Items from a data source
....

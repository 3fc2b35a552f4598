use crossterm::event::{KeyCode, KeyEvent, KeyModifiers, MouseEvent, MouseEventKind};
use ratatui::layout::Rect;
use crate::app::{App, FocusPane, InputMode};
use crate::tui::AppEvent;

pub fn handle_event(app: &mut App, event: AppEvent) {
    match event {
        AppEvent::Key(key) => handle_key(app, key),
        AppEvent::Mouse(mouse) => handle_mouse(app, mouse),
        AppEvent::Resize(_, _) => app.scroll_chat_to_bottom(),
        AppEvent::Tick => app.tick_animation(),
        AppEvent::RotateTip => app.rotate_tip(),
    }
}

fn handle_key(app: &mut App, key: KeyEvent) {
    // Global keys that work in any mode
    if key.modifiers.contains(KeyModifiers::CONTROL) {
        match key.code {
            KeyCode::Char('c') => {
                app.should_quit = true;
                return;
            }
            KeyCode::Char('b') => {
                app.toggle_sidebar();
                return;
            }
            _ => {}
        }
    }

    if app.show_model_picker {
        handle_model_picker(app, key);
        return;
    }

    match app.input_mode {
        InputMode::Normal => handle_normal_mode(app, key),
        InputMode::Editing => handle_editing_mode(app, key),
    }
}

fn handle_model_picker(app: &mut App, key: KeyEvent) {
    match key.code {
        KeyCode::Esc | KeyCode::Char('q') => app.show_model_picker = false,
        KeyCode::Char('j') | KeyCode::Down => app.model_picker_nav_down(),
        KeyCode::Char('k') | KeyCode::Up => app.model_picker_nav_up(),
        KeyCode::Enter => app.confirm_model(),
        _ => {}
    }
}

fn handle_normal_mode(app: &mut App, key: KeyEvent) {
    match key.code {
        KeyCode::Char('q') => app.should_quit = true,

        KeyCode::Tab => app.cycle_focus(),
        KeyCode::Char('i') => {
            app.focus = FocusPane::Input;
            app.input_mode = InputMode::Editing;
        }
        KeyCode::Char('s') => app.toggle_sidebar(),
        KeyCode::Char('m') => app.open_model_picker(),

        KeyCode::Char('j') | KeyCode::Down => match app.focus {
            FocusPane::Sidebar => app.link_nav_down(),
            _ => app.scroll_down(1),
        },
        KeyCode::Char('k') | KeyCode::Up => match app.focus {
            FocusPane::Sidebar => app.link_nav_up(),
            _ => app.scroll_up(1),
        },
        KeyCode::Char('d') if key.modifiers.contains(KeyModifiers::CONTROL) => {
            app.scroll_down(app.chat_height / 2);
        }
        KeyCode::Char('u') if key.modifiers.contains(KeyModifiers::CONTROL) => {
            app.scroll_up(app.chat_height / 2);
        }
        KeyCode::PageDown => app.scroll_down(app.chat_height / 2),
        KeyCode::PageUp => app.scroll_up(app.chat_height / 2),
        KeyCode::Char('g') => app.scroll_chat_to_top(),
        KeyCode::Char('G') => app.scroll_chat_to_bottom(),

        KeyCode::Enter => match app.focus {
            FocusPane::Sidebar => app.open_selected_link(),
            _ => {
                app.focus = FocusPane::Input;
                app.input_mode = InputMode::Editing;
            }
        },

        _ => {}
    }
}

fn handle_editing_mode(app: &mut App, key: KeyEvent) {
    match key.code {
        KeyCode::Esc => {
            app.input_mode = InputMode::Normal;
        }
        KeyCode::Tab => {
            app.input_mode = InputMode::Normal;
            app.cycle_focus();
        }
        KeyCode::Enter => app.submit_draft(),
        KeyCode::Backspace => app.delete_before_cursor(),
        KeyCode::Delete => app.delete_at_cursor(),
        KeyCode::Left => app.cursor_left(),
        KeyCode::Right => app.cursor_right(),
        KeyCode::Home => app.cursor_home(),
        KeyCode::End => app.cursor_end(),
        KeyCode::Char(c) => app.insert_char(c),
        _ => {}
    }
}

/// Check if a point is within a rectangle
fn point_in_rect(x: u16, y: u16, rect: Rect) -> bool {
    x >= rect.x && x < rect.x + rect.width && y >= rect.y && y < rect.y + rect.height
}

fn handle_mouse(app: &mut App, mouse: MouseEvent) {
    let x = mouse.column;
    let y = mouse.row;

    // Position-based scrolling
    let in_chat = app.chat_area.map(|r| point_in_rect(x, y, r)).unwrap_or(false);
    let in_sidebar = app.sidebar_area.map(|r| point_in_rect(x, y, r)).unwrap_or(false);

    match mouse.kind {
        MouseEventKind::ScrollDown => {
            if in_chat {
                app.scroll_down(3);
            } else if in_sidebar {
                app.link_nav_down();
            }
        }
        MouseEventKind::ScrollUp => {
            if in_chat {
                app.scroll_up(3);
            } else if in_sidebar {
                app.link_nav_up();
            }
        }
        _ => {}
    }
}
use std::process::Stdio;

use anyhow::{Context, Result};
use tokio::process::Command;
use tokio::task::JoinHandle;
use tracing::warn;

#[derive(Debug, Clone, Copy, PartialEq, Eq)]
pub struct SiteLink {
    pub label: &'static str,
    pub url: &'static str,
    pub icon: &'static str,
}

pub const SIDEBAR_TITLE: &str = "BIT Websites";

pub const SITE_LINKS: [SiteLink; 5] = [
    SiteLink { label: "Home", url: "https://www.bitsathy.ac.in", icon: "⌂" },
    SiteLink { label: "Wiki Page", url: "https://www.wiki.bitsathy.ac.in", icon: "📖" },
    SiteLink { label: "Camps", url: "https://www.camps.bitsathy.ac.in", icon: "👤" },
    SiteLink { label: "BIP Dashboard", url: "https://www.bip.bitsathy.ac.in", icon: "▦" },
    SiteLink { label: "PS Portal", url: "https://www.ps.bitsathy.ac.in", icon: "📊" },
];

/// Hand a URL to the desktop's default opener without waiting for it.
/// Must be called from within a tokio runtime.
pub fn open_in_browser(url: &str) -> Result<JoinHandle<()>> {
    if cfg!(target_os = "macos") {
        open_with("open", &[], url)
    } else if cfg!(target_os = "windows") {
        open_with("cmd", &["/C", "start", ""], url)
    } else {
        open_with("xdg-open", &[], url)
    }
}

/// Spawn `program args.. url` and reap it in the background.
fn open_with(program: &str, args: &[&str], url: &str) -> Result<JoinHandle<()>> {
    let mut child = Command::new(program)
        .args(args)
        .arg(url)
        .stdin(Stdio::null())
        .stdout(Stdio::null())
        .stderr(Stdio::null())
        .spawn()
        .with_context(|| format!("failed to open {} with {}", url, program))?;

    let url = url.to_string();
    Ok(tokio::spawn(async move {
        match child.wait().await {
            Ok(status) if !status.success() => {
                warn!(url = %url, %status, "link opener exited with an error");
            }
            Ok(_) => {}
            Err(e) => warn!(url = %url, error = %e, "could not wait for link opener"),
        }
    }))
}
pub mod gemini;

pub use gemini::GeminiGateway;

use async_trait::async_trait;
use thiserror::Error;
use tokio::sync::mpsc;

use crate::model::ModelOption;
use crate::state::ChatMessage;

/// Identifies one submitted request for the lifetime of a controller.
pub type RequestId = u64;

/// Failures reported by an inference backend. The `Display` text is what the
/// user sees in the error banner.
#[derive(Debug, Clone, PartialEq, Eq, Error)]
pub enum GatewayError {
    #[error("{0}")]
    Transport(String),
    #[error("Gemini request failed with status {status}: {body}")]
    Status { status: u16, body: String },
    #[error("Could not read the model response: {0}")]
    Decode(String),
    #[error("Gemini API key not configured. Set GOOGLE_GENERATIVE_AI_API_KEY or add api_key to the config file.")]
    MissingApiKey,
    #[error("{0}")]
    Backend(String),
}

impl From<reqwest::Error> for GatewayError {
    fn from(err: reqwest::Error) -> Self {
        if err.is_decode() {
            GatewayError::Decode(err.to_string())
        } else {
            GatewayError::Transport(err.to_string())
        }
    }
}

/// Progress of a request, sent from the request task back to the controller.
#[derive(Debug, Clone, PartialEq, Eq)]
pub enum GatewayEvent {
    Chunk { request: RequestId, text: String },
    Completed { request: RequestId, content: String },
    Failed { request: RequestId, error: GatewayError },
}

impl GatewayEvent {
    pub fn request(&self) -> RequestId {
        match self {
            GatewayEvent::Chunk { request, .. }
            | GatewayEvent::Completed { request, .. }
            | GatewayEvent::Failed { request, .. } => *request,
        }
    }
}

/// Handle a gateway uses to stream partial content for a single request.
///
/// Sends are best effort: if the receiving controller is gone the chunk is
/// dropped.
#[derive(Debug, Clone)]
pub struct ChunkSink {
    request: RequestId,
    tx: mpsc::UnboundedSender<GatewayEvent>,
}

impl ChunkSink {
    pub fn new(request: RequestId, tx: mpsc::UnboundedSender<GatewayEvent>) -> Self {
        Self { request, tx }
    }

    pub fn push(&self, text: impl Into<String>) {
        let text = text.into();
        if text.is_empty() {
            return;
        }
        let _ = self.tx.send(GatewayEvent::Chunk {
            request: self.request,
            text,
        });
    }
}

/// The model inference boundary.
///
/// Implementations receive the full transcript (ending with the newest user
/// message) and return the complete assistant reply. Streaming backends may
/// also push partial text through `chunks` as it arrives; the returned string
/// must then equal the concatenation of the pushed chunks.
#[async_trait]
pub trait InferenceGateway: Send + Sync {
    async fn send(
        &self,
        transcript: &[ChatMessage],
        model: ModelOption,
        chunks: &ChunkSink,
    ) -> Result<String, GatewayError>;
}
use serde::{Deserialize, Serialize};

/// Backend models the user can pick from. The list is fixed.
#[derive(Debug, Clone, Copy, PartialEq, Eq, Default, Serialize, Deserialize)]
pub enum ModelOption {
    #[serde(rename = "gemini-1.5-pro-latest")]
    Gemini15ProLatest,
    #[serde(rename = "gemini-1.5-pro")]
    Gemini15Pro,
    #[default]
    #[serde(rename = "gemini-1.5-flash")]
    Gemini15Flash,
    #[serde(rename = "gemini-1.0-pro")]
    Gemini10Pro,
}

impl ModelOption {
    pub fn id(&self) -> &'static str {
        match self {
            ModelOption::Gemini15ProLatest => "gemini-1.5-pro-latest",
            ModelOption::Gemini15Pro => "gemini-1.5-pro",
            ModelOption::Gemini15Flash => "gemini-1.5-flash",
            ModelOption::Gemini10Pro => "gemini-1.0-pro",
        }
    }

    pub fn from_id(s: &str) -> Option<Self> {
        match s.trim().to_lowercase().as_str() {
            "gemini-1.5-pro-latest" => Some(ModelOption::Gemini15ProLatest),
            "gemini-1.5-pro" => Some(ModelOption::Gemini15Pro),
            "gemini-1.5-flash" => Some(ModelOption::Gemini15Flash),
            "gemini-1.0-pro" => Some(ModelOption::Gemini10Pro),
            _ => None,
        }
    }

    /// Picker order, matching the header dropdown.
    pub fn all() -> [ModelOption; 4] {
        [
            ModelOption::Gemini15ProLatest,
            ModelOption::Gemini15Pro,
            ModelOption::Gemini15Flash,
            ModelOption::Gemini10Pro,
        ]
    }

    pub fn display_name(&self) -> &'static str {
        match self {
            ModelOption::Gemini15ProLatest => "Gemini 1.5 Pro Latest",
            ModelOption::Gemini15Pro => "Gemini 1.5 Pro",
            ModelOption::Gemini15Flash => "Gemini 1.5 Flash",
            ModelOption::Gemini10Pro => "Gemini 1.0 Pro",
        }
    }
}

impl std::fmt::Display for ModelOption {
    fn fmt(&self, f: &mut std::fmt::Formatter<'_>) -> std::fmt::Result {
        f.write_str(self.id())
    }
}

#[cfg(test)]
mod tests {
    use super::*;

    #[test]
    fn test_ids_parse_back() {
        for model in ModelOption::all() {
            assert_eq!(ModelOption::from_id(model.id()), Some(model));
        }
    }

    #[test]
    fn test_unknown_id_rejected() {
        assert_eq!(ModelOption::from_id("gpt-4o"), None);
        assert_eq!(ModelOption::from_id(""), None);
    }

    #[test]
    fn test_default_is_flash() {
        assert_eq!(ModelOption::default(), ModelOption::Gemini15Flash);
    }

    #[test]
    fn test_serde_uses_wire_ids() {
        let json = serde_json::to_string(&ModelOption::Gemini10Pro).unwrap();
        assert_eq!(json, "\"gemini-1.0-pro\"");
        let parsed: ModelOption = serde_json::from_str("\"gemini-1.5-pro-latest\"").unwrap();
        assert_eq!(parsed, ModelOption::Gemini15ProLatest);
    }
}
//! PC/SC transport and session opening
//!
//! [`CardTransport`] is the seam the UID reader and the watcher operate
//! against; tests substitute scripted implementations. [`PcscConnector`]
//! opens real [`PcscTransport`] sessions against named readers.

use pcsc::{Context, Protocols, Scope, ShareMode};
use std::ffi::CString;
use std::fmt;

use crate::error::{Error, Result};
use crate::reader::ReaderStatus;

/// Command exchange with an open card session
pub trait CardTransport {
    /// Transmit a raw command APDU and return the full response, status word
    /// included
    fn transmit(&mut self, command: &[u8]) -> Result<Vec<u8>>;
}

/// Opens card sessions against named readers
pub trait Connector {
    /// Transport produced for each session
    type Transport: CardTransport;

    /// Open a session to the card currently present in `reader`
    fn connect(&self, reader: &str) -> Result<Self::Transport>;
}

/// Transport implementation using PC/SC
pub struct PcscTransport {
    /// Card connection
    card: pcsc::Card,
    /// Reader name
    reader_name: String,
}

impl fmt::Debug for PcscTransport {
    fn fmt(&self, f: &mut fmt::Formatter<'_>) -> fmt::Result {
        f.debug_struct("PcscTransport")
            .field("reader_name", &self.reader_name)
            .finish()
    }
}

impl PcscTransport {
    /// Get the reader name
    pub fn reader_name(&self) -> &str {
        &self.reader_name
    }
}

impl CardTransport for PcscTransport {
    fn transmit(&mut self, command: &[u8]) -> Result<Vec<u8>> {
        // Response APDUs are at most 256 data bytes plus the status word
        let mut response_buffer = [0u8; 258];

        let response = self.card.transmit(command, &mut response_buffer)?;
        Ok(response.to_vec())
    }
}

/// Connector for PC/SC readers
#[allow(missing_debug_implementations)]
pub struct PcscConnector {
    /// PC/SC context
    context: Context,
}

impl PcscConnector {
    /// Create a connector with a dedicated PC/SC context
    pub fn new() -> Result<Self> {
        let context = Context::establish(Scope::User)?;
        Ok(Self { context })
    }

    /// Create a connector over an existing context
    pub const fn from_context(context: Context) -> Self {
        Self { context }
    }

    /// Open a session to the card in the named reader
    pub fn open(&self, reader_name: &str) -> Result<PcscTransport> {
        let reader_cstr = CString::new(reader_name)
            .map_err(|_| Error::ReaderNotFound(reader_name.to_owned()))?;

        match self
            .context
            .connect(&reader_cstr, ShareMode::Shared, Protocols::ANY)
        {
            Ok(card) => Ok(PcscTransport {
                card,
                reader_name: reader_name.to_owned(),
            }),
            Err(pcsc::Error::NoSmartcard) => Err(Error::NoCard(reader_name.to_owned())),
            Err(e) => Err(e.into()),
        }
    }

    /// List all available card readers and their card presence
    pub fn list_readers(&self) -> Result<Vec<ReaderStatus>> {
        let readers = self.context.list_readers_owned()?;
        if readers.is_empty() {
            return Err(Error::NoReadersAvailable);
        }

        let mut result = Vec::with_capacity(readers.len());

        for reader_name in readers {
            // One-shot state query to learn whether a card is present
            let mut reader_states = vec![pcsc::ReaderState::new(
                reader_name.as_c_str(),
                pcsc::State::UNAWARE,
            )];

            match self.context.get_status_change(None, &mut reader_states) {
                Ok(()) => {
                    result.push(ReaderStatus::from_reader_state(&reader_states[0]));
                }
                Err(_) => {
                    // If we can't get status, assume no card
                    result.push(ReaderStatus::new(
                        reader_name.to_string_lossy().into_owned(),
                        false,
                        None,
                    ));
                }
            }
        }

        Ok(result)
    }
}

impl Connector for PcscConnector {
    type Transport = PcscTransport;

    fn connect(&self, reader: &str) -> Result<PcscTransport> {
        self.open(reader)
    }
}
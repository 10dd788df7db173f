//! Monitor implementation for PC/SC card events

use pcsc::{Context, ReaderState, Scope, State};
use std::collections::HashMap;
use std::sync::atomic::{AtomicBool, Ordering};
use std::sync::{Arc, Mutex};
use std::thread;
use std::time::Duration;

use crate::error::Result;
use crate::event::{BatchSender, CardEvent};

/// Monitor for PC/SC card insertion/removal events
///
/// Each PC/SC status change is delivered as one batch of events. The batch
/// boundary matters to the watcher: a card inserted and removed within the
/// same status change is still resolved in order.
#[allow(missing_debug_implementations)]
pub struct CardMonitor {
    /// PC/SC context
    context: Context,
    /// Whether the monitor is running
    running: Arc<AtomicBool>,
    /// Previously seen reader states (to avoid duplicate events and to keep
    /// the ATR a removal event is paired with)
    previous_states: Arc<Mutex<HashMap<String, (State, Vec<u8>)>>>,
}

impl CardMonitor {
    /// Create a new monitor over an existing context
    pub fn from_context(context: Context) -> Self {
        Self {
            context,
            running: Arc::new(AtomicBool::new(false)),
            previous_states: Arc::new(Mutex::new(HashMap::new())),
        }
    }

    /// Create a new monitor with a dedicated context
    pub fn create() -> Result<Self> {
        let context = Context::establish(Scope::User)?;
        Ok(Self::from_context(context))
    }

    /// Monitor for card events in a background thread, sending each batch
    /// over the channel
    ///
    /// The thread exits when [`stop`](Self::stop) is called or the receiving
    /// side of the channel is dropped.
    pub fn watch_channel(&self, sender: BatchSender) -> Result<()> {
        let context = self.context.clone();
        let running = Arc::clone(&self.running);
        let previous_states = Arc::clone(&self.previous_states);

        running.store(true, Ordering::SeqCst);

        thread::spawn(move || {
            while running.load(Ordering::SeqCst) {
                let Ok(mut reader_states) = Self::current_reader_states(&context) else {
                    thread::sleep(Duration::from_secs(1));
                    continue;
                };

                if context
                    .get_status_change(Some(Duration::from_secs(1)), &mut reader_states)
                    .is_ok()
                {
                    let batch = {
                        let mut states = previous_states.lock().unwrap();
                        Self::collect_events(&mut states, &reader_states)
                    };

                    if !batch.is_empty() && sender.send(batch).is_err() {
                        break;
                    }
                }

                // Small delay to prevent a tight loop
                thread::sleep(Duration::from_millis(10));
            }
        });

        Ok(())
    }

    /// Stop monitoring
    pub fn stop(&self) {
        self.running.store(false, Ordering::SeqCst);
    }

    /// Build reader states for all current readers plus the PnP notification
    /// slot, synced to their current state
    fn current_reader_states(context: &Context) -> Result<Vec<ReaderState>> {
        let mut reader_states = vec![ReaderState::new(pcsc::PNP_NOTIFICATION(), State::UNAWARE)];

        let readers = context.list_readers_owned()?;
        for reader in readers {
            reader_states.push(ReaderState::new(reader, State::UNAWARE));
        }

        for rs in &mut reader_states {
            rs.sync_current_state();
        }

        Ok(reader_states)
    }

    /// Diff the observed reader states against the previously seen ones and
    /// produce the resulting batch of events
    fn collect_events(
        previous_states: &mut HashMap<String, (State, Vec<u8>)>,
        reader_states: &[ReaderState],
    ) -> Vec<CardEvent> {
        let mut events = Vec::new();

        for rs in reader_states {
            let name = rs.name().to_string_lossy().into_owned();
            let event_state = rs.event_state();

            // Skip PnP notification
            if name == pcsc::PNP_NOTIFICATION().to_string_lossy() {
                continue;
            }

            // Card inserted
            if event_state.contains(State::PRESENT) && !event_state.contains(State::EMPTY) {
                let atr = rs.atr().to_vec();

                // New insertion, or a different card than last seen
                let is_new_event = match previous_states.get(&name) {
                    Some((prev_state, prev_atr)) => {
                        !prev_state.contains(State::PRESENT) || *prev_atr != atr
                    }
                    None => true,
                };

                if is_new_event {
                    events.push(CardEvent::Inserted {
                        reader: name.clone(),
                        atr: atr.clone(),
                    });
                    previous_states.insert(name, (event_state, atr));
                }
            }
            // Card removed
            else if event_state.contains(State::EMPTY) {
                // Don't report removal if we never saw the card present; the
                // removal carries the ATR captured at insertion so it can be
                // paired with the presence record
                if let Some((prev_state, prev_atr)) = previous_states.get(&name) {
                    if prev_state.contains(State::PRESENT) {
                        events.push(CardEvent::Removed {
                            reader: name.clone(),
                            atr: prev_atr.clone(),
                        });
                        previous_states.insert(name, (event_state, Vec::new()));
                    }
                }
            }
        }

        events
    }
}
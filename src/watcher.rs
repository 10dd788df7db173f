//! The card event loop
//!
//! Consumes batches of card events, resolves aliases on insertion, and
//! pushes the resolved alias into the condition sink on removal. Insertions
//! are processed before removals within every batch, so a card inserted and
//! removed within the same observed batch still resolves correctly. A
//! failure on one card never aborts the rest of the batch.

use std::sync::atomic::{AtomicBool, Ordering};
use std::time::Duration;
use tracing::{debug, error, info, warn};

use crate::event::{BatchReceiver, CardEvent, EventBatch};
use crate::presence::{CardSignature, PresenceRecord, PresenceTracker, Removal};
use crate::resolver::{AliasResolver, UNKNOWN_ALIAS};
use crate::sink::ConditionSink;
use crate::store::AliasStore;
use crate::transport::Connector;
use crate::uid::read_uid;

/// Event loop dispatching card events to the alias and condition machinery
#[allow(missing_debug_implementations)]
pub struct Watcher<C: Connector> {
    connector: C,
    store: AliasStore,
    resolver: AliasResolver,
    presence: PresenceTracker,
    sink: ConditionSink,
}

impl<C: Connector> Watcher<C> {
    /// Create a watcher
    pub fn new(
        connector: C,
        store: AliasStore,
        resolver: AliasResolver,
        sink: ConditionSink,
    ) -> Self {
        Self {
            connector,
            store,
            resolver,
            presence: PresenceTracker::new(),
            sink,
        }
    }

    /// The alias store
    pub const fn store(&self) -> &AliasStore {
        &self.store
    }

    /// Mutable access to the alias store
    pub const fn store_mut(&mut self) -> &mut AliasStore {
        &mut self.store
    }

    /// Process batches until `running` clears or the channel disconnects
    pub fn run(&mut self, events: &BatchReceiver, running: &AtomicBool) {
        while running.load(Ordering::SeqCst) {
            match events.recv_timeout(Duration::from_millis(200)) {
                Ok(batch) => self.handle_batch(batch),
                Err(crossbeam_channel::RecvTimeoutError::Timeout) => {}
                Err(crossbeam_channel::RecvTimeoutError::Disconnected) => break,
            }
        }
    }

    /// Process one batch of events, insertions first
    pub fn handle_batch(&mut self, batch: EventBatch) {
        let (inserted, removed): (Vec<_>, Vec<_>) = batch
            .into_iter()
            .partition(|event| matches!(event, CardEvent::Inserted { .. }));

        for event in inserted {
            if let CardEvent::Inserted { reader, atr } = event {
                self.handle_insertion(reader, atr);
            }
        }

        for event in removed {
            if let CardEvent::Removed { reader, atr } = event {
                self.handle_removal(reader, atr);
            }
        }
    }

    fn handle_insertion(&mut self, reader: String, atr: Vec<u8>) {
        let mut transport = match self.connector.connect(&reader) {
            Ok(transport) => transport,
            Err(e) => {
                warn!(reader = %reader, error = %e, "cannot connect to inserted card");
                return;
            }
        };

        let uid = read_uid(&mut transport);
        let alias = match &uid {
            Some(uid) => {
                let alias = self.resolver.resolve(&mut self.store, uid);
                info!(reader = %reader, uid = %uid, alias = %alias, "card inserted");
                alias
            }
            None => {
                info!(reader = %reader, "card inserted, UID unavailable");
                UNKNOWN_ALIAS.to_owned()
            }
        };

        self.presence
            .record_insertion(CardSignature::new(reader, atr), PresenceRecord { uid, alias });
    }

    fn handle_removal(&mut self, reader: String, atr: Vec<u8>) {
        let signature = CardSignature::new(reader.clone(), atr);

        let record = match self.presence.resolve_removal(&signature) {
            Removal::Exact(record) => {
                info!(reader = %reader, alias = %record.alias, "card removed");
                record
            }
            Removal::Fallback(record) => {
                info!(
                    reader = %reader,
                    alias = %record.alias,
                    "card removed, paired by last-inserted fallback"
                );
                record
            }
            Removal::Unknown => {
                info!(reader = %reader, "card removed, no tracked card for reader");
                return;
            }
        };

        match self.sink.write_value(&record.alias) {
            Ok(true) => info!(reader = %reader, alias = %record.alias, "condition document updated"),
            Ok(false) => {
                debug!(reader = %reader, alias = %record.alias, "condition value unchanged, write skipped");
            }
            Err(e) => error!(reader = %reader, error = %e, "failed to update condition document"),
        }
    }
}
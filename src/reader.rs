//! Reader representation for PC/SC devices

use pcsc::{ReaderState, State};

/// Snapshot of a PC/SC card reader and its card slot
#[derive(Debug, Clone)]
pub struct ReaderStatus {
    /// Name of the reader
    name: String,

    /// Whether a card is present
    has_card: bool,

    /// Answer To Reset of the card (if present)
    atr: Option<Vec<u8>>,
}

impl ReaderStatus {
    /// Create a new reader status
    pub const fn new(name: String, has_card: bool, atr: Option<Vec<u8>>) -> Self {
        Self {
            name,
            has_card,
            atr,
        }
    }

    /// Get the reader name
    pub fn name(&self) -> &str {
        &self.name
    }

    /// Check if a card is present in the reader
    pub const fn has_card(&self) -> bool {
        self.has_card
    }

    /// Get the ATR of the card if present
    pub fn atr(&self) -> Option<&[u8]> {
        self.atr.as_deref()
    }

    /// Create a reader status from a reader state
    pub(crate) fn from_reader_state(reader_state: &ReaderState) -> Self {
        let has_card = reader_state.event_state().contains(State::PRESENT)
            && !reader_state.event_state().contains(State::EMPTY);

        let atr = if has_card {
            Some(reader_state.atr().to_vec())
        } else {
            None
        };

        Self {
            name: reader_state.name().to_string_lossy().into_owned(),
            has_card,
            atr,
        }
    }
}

....

_Problem requirements_:
If a line in the data holds the string "last", copy that line.

_Result_:
                // New insertion, or a different card than last seen
                    "card removed, paired by last-inserted fallback"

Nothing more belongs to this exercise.